Doctors at Delaware’s duPont Hospital for Children are now part of network tracking pollen across our region.
This time of year is like tax season for allergist Christopher Chang.
He leads the immunology division–and cares for kids with springtime sniffles–at duPont Hospital. Knowing when pollen is thickest can help patients enjoy the outdoors and know when to take their medication .
“Or sometimes if it’s not necessary that they go out, and it is a big heavy allergy day, then they may choose on that day not to go out,” Chang said. “We may advise them that they keep their windows closed and they use their air conditioner.”
The collector on the hospital roof is pretty simple. A vacuum sucks pollen through a slot and grains gets trapped on sticky tape inside.
Researchers use a microscope to count the pollen, and then post the information on the website of the American Academy of Allergy Asthma & Immunology.
Many allergy suffers are convinced this pollen season is worse than last year, experts won’t know for sure until the tally comes in next year.

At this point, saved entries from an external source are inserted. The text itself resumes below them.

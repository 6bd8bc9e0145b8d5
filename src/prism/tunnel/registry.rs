use std::{
    collections::HashMap,
    sync::{
        Arc,
        atomic::{AtomicU64, Ordering},
    },
};

use tokio::sync::RwLock;

use crate::prism::tunnel::{
    protocol::{self, ProxyStreamKind, RegisteredService},
    transport::{BoxedStream, TransportSession},
};

#[derive(Debug, thiserror::Error)]
pub enum RegistryError {
    #[error("service not found")]
    ServiceNotFound,
    #[error("tunnel stream open failed: {0}")]
    StreamOpen(String),
}

#[derive(Debug, Clone, serde::Serialize)]
pub struct ServiceSnapshot {
    pub service: RegisteredService,
    pub client_id: String,
    pub remote: String,
    pub primary: bool,
    /// Monotonic registration sequence of the owning client.
    pub registered_seq: u64,
}

struct ClientEntry {
    sess: Arc<dyn TransportSession>,
    services: HashMap<String, RegisteredService>,
    remote: String,
    /// Registration order; drives FIFO primary promotion.
    seq: u64,
}

#[derive(Default)]
struct State {
    clients: HashMap<String, ClientEntry>,
    /// Per service name: client ids in registration order. The head after
    /// filtering to live clients is the primary.
    providers: HashMap<String, Vec<String>>,
    primary: HashMap<String, String>,
}

/// In-memory tunnel service registry.
///
/// First registrant of a name stays primary; on primary disconnect the oldest
/// remaining registrant is promoted. Later registrants never steal an
/// existing primary. Subscribers are notified (fire-and-forget) of any change.
pub struct Registry {
    id_seq: AtomicU64,
    reg_seq: AtomicU64,
    state: RwLock<State>,
    changed: tokio::sync::watch::Sender<u64>,
}

impl std::fmt::Debug for Registry {
    fn fmt(&self, f: &mut std::fmt::Formatter<'_>) -> std::fmt::Result {
        f.debug_struct("Registry").finish_non_exhaustive()
    }
}

impl Registry {
    pub fn new() -> Self {
        let (tx, _rx) = tokio::sync::watch::channel(0u64);
        Self {
            id_seq: AtomicU64::new(1),
            reg_seq: AtomicU64::new(1),
            state: RwLock::new(State::default()),
            changed: tx,
        }
    }

    /// Watch for registry changes; the value is an opaque change counter.
    pub fn subscribe(&self) -> tokio::sync::watch::Receiver<u64> {
        self.changed.subscribe()
    }

    pub fn next_client_id(&self) -> String {
        format!("c-{}", self.id_seq.fetch_add(1, Ordering::Relaxed))
    }

    pub async fn register_client(
        &self,
        id: String,
        sess: Arc<dyn TransportSession>,
        services: Vec<RegisteredService>,
    ) -> anyhow::Result<()> {
        let id = id.trim().to_string();
        if id.is_empty() {
            anyhow::bail!("tunnel: empty client id");
        }

        let mut entry = ClientEntry {
            remote: sess
                .remote_addr()
                .map(|a| a.to_string())
                .unwrap_or_default(),
            sess,
            services: HashMap::new(),
            seq: self.reg_seq.fetch_add(1, Ordering::Relaxed),
        };
        for s in services {
            if let Some(ns) = s.normalize() {
                entry.services.insert(ns.name.clone(), ns);
            }
        }

        let mut st = self.state.write().await;

        // A client re-registering under the same id displaces its old entry.
        if let Some(old) = remove_client_locked(&mut st, &id) {
            old.sess.close().await;
        }

        for name in entry.services.keys() {
            st.providers.entry(name.clone()).or_default().push(id.clone());
            st.primary.entry(name.clone()).or_insert_with(|| id.clone());
        }
        st.clients.insert(id, entry);
        drop(st);

        self.bump();
        Ok(())
    }

    pub async fn unregister_client(&self, id: &str) {
        let id = id.trim();
        if id.is_empty() {
            return;
        }

        let old = {
            let mut st = self.state.write().await;
            remove_client_locked(&mut st, id)
        };
        let Some(old) = old else {
            return;
        };
        old.sess.close().await;
        self.bump();
    }

    pub async fn has_service(&self, name: &str) -> bool {
        self.state.read().await.primary.contains_key(name.trim())
    }

    /// Open a proxy stream to the primary registrant of `name` (TCP kind).
    pub async fn dial_service(&self, name: &str) -> Result<BoxedStream, RegistryError> {
        self.dial(name, ProxyStreamKind::Tcp).await
    }

    /// Open a datagram-carrying proxy stream to the primary registrant.
    pub async fn dial_service_udp(&self, name: &str) -> Result<BoxedStream, RegistryError> {
        self.dial(name, ProxyStreamKind::Udp).await
    }

    async fn dial(&self, name: &str, kind: ProxyStreamKind) -> Result<BoxedStream, RegistryError> {
        let name = name.trim();
        if name.is_empty() {
            return Err(RegistryError::ServiceNotFound);
        }

        let sess: Arc<dyn TransportSession> = {
            let st = self.state.read().await;
            let cid = st
                .primary
                .get(name)
                .ok_or(RegistryError::ServiceNotFound)?;
            let entry = st.clients.get(cid).ok_or(RegistryError::ServiceNotFound)?;
            if !entry.services.contains_key(name) {
                return Err(RegistryError::ServiceNotFound);
            }
            entry.sess.clone()
        };

        let mut stream = sess
            .open_stream()
            .await
            .map_err(|e| RegistryError::StreamOpen(e.to_string()))?;
        protocol::write_proxy_stream_header(&mut stream, kind, name)
            .await
            .map_err(|e| RegistryError::StreamOpen(e.to_string()))?;
        Ok(stream)
    }

    /// All registrations across all clients, for reconciliation and the admin
    /// surface.
    pub async fn snapshot_services(&self) -> Vec<ServiceSnapshot> {
        let st = self.state.read().await;
        let mut out = Vec::new();
        for (cid, entry) in &st.clients {
            for (name, svc) in &entry.services {
                out.push(ServiceSnapshot {
                    service: svc.clone(),
                    client_id: cid.clone(),
                    remote: entry.remote.clone(),
                    primary: st.primary.get(name).is_some_and(|p| p == cid),
                    registered_seq: entry.seq,
                });
            }
        }
        out
    }

    fn bump(&self) {
        let prev = *self.changed.borrow();
        let _ = self.changed.send(prev.wrapping_add(1));
    }
}

/// Remove a client from every index; re-elect primaries it held (FIFO among
/// the remaining registrants of each affected service).
fn remove_client_locked(st: &mut State, id: &str) -> Option<ClientEntry> {
    let old = st.clients.remove(id)?;

    for name in old.services.keys() {
        if let Some(list) = st.providers.get_mut(name) {
            list.retain(|cid| cid != id);
            if list.is_empty() {
                st.providers.remove(name);
            }
        }

        if st.primary.get(name).is_some_and(|p| p == id) {
            st.primary.remove(name);
            if let Some(list) = st.providers.get(name) {
                if let Some(next) = list.first() {
                    st.primary.insert(name.clone(), next.clone());
                }
            }
        }
    }

    Some(old)
}

#[cfg(test)]
pub(crate) mod testutil {
    use std::net::SocketAddr;
    use std::sync::Arc;

    use tokio::sync::Mutex;

    use crate::prism::tunnel::transport::{BoxedStream, TransportSession};

    /// Session whose `open_stream` returns one end of a fresh duplex pipe and
    /// parks the peer end for the test to inspect.
    pub struct PipeSession {
        pub peers: Mutex<Vec<tokio::io::DuplexStream>>,
    }

    impl PipeSession {
        pub fn new() -> Arc<Self> {
            Arc::new(Self {
                peers: Mutex::new(Vec::new()),
            })
        }
    }

    #[async_trait::async_trait]
    impl TransportSession for PipeSession {
        async fn open_stream(&self) -> anyhow::Result<BoxedStream> {
            let (near, far) = tokio::io::duplex(64 * 1024);
            self.peers.lock().await.push(far);
            Ok(Box::new(near))
        }

        async fn accept_stream(&self) -> anyhow::Result<BoxedStream> {
            anyhow::bail!("not supported")
        }

        async fn close(&self) {}

        fn remote_addr(&self) -> Option<SocketAddr> {
            None
        }
    }
}

#[cfg(test)]
mod tests {
    use super::testutil::PipeSession;
    use super::*;
    use tokio::io::AsyncReadExt;

    fn svc(name: &str) -> RegisteredService {
        RegisteredService {
            name: name.into(),
            proto: "tcp".into(),
            local_addr: "127.0.0.1:1".into(),
            route_only: false,
            remote_addr: "".into(),
        }
    }

    #[tokio::test]
    async fn first_registrant_stays_primary() {
        let reg = Registry::new();
        reg.register_client("c-1".into(), PipeSession::new(), vec![svc("game")])
            .await
            .unwrap();
        reg.register_client("c-2".into(), PipeSession::new(), vec![svc("game")])
            .await
            .unwrap();

        let snaps = reg.snapshot_services().await;
        let primary: Vec<_> = snaps.iter().filter(|s| s.primary).collect();
        assert_eq!(primary.len(), 1);
        assert_eq!(primary[0].client_id, "c-1");
    }

    #[tokio::test]
    async fn fifo_promotion_on_primary_loss() {
        let reg = Registry::new();
        for id in ["c-1", "c-2", "c-3"] {
            reg.register_client(id.into(), PipeSession::new(), vec![svc("game")])
                .await
                .unwrap();
        }

        reg.unregister_client("c-1").await;
        let snaps = reg.snapshot_services().await;
        let primary: Vec<_> = snaps.iter().filter(|s| s.primary).collect();
        assert_eq!(primary.len(), 1);
        assert_eq!(primary[0].client_id, "c-2");

        reg.unregister_client("c-2").await;
        let snaps = reg.snapshot_services().await;
        assert_eq!(
            snaps.iter().find(|s| s.primary).map(|s| s.client_id.clone()),
            Some("c-3".to_string())
        );

        reg.unregister_client("c-3").await;
        assert!(!reg.has_service("game").await);
    }

    #[tokio::test]
    async fn non_primary_disconnect_keeps_primary() {
        let reg = Registry::new();
        reg.register_client("c-1".into(), PipeSession::new(), vec![svc("game")])
            .await
            .unwrap();
        reg.register_client("c-2".into(), PipeSession::new(), vec![svc("game")])
            .await
            .unwrap();

        reg.unregister_client("c-2").await;
        let snaps = reg.snapshot_services().await;
        assert_eq!(snaps.len(), 1);
        assert!(snaps[0].primary);
        assert_eq!(snaps[0].client_id, "c-1");
    }

    #[tokio::test]
    async fn same_id_reregistration_displaces_old_entry() {
        let reg = Registry::new();
        reg.register_client("c-1".into(), PipeSession::new(), vec![svc("a")])
            .await
            .unwrap();
        reg.register_client("c-1".into(), PipeSession::new(), vec![svc("b")])
            .await
            .unwrap();

        assert!(!reg.has_service("a").await);
        assert!(reg.has_service("b").await);
        let snaps = reg.snapshot_services().await;
        assert_eq!(snaps.len(), 1);
    }

    #[tokio::test]
    async fn dial_writes_proxy_header_on_primary_session() {
        let reg = Registry::new();
        let sess = PipeSession::new();
        reg.register_client("c-1".into(), sess.clone(), vec![svc("game")])
            .await
            .unwrap();

        let _stream = reg.dial_service("game").await.unwrap();

        let mut peers = sess.peers.lock().await;
        let peer = peers.first_mut().expect("one opened stream");
        let mut magic = [0u8; 4];
        peer.read_exact(&mut magic).await.unwrap();
        assert_eq!(&magic, b"PRPX");

        assert!(matches!(
            reg.dial_service("missing").await,
            Err(RegistryError::ServiceNotFound)
        ));
    }

    #[tokio::test]
    async fn subscriber_sees_changes() {
        let reg = Registry::new();
        let mut sub = reg.subscribe();
        let before = *sub.borrow();
        reg.register_client("c-1".into(), PipeSession::new(), vec![svc("game")])
            .await
            .unwrap();
        sub.changed().await.unwrap();
        assert_ne!(*sub.borrow(), before);
    }
}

Mike Tringale is a spokesman for the Asthma and Allergy Foundation of American.
He says this winter’s big snows and heavy rains didn’t help.
“The more water that plants have to grow, the more they grow, and the more they pollenate,” Tringale said.
Tringale says not all people are allergic to the same pollen.
“So a worse allergy season for one person may be a great allergy season for somebody because it may not be their pollen that’s prevalent in the air. So it’s a very personal diagnosis,” he said.